**DATASET RECORDS**:
····················

//! Integration tests for the pwshelter cipher.

use pwshelter::crypto::kdf::MIN_MEMORY_KIB;
use pwshelter::crypto::{AesGcmCipher, Argon2Params, Cipher};
use pwshelter::ShelterError;

/// Cheap Argon2 parameters so the suite stays fast.
fn cipher() -> AesGcmCipher {
    AesGcmCipher::new(Argon2Params {
        memory_kib: MIN_MEMORY_KIB,
        iterations: 1,
        parallelism: 1,
    })
}

// ---------------------------------------------------------------------------
// Round-trip
// ---------------------------------------------------------------------------

#[test]
fn encrypt_decrypt_roundtrip() {
    let plaintext = r#"{"gmail":{"alice":"secret1"}}"#;
    let ciphertext = cipher().encrypt(plaintext, "m1").expect("encrypt");

    assert!(!ciphertext.contains("secret1"));
    assert_eq!(cipher().decrypt(&ciphertext, "m1").expect("decrypt"), plaintext);
}

#[test]
fn roundtrip_handles_empty_and_unicode() {
    for (plaintext, password) in [("", "pw"), ("{}", ""), ("пароль ✓ 密码", "ключ")] {
        let ciphertext = cipher().encrypt(plaintext, password).unwrap();
        assert_eq!(cipher().decrypt(&ciphertext, password).unwrap(), plaintext);
    }
}

#[test]
fn ciphertext_is_text() {
    let ciphertext = cipher().encrypt("{}", "pw").unwrap();
    assert!(ciphertext.is_ascii());
    assert!(!ciphertext.contains('\n'));
}

#[test]
fn decrypt_tolerates_trailing_newline() {
    let ciphertext = cipher().encrypt("{}", "pw").unwrap();
    assert_eq!(cipher().decrypt(&format!("{ciphertext}\n"), "pw").unwrap(), "{}");
}

// ---------------------------------------------------------------------------
// Non-determinism
// ---------------------------------------------------------------------------

#[test]
fn encrypt_produces_different_ciphertext_each_time() {
    let ct1 = cipher().encrypt("{}", "pw").unwrap();
    let ct2 = cipher().encrypt("{}", "pw").unwrap();
    assert_ne!(ct1, ct2, "two encryptions of the same plaintext must differ");

    // Both still decrypt to the same thing.
    assert_eq!(cipher().decrypt(&ct1, "pw").unwrap(), "{}");
    assert_eq!(cipher().decrypt(&ct2, "pw").unwrap(), "{}");
}

// ---------------------------------------------------------------------------
// Failures
// ---------------------------------------------------------------------------

#[test]
fn decrypt_with_wrong_password_is_wrong_key() {
    let ciphertext = cipher().encrypt("{}", "pw1").unwrap();
    assert!(matches!(
        cipher().decrypt(&ciphertext, "pw2"),
        Err(ShelterError::WrongKey)
    ));
}

#[test]
fn password_case_matters() {
    let ciphertext = cipher().encrypt("{}", "Master").unwrap();
    assert!(matches!(
        cipher().decrypt(&ciphertext, "master"),
        Err(ShelterError::WrongKey)
    ));
}

#[test]
fn tampered_ciphertext_is_wrong_key() {
    use base64::engine::general_purpose::STANDARD as BASE64;
    use base64::Engine;

    let ciphertext = cipher().encrypt("{}", "pw").unwrap();
    let mut raw = BASE64.decode(&ciphertext).unwrap();
    let last = raw.len() - 1;
    raw[last] ^= 0x01;
    let tampered = BASE64.encode(raw);

    assert!(matches!(
        cipher().decrypt(&tampered, "pw"),
        Err(ShelterError::WrongKey)
    ));
}

#[test]
fn truncated_ciphertext_is_wrong_key() {
    let ciphertext = cipher().encrypt("{}", "pw").unwrap();
    let truncated = &ciphertext[..ciphertext.len() / 2];
    assert!(matches!(
        cipher().decrypt(truncated, "pw"),
        Err(ShelterError::WrongKey)
    ));
}

#[test]
fn plaintext_input_is_wrong_key() {
    assert!(matches!(
        cipher().decrypt(r#"{"gmail":{}}"#, "pw"),
        Err(ShelterError::WrongKey)
    ));
}

#[test]
fn weak_configured_params_are_a_cipher_fault() {
    let weak = AesGcmCipher::new(Argon2Params {
        memory_kib: 16,
        iterations: 1,
        parallelism: 1,
    });
    assert!(matches!(
        weak.encrypt("{}", "pw"),
        Err(ShelterError::CipherFault(_))
    ));
}
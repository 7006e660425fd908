//! File-backed persistence.
//!
//! Writes never touch the target in place: content goes to a temporary
//! file in the same directory (created owner-only by `tempfile`), is
//! flushed and synced, then renamed over the target.  Readers therefore
//! see either the old content or the new content, never a torn file.

use std::fs;
use std::io::{ErrorKind, Write};
use std::path::Path;

use tempfile::NamedTempFile;
use tracing::{debug, warn};

use crate::errors::{Result, ShelterError};

use super::lock::{self, LockMode, VaultLock};
use super::Persistence;

/// UTF-8 text files on the local filesystem.
#[derive(Debug, Clone, Copy, Default)]
pub struct FileStorage;

impl Persistence for FileStorage {
    fn exists(&self, name: &Path) -> bool {
        name.exists()
    }

    fn read(&self, name: &Path) -> Result<String> {
        fs::read_to_string(name).map_err(|e| match e.kind() {
            ErrorKind::NotFound => ShelterError::NotFound(name.to_path_buf()),
            _ => ShelterError::Io(e),
        })
    }

    fn write(&self, content: &str, name: &Path) -> Result<()> {
        let parent = lock::parent_dir(name);

        let mut tmp = NamedTempFile::new_in(parent)?;
        tmp.write_all(content.as_bytes())?;
        tmp.flush()?;
        tmp.as_file().sync_all()?;
        tmp.persist(name).map_err(|e| ShelterError::Io(e.error))?;

        debug!(path = %name.display(), bytes = content.len(), "file replaced");
        Ok(())
    }

    fn lock(&self, name: &Path, mode: LockMode) -> Result<VaultLock> {
        match lock::acquire(name, mode) {
            Ok(guard) => Ok(guard),
            // Reading a vault from a read-only directory must still work.
            Err(ShelterError::Io(e))
                if mode == LockMode::Shared && e.kind() == ErrorKind::PermissionDenied =>
            {
                warn!(path = %name.display(), "cannot create lock file, reading unlocked");
                Ok(VaultLock::none())
            }
            Err(e) => Err(e),
        }
    }
}

#[cfg(test)]
mod tests {
    use super::*;
    use tempfile::TempDir;

    #[test]
    fn read_missing_file_is_not_found() {
        let tmp = TempDir::new().unwrap();
        let path = tmp.path().join("missing");
        assert!(matches!(
            FileStorage.read(&path),
            Err(ShelterError::NotFound(p)) if p == path
        ));
    }

    #[test]
    fn write_then_read() {
        let tmp = TempDir::new().unwrap();
        let path = tmp.path().join("v");
        assert!(!FileStorage.exists(&path));

        FileStorage.write("first", &path).unwrap();
        assert!(FileStorage.exists(&path));
        assert_eq!(FileStorage.read(&path).unwrap(), "first");

        FileStorage.write("second", &path).unwrap();
        assert_eq!(FileStorage.read(&path).unwrap(), "second");
    }

    #[test]
    fn write_leaves_no_temp_files_behind() {
        let tmp = TempDir::new().unwrap();
        let path = tmp.path().join("v");
        FileStorage.write("content", &path).unwrap();

        let names: Vec<_> = fs::read_dir(tmp.path())
            .unwrap()
            .map(|e| e.unwrap().file_name())
            .collect();
        assert_eq!(names, vec![std::ffi::OsString::from("v")]);
    }

    #[test]
    fn write_into_missing_directory_fails_and_creates_nothing() {
        let tmp = TempDir::new().unwrap();
        let path = tmp.path().join("nope").join("v");
        assert!(matches!(
            FileStorage.write("content", &path),
            Err(ShelterError::Io(_))
        ));
        assert!(!path.exists());
    }

    #[cfg(unix)]
    #[test]
    fn written_files_are_owner_only() {
        use std::os::unix::fs::PermissionsExt;

        let tmp = TempDir::new().unwrap();
        let path = tmp.path().join("v");
        FileStorage.write("content", &path).unwrap();
        let mode = fs::metadata(&path).unwrap().permissions().mode();
        assert_eq!(mode & 0o777, 0o600);
    }
}
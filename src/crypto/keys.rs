//! Key derivation helpers using HKDF-SHA256.
//!
//! The Argon2id output is the master key.  The key that actually seals
//! the vault document is expanded from it with a fixed context string,
//! so the raw Argon2 output is never handed to the cipher.

use hkdf::Hkdf;
use sha2::Sha256;
use zeroize::Zeroize;

use crate::errors::{Result, ShelterError};

use super::kdf::KEY_LEN;

/// HKDF `info` for the document encryption key.
const DOCUMENT_KEY_INFO: &[u8] = b"pwshelter-document-key";

/// Derive the document encryption key from the master key.
pub fn derive_document_key(master_key: &[u8]) -> Result<[u8; KEY_LEN]> {
    hkdf_derive(master_key, DOCUMENT_KEY_INFO)
}

/// Run HKDF-SHA256 expand with the given `info`.
///
/// The extract step uses a zero salt; the master key already has high
/// entropy (it came from Argon2id).
fn hkdf_derive(ikm: &[u8], info: &[u8]) -> Result<[u8; KEY_LEN]> {
    let hk = Hkdf::<Sha256>::new(None, ikm);

    let mut okm = [0u8; KEY_LEN];
    hk.expand(info, &mut okm)
        .map_err(|e| ShelterError::CipherFault(format!("HKDF expand failed: {e}")))?;

    Ok(okm)
}

/// A 32-byte master key that zeroes its memory when dropped.
#[derive(Zeroize)]
#[zeroize(drop)]
pub struct MasterKey {
    bytes: [u8; KEY_LEN],
}

impl MasterKey {
    pub fn new(bytes: [u8; KEY_LEN]) -> Self {
        Self { bytes }
    }

    pub fn as_bytes(&self) -> &[u8; KEY_LEN] {
        &self.bytes
    }

    /// Derive the document encryption key from this master key.
    pub fn derive_document_key(&self) -> Result<[u8; KEY_LEN]> {
        derive_document_key(&self.bytes)
    }
}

····················

**PROMPT**: Retype, exactly and in full, the lines above from the one containing "assert_eq!(mode & 0o777, 0o600);" through the one containing "const DOCUMENT_KEY_INFO: &[u8]".

**ANSWER FOR THIS EXERCISE**:
        assert_eq!(mode & 0o777, 0o600);
    }
}
filename src/crypto/keys.rs
//! Key derivation helpers using HKDF-SHA256.
//!
//! The Argon2id output is the master key.  The key that actually seals
//! the vault document is expanded from it with a fixed context string,
//! so the raw Argon2 output is never handed to the cipher.

use hkdf::Hkdf;
use sha2::Sha256;
use zeroize::Zeroize;

use crate::errors::{Result, ShelterError};

use super::kdf::KEY_LEN;

/// HKDF `info` for the document encryption key.
const DOCUMENT_KEY_INFO: &[u8] = b"pwshelter-document-key";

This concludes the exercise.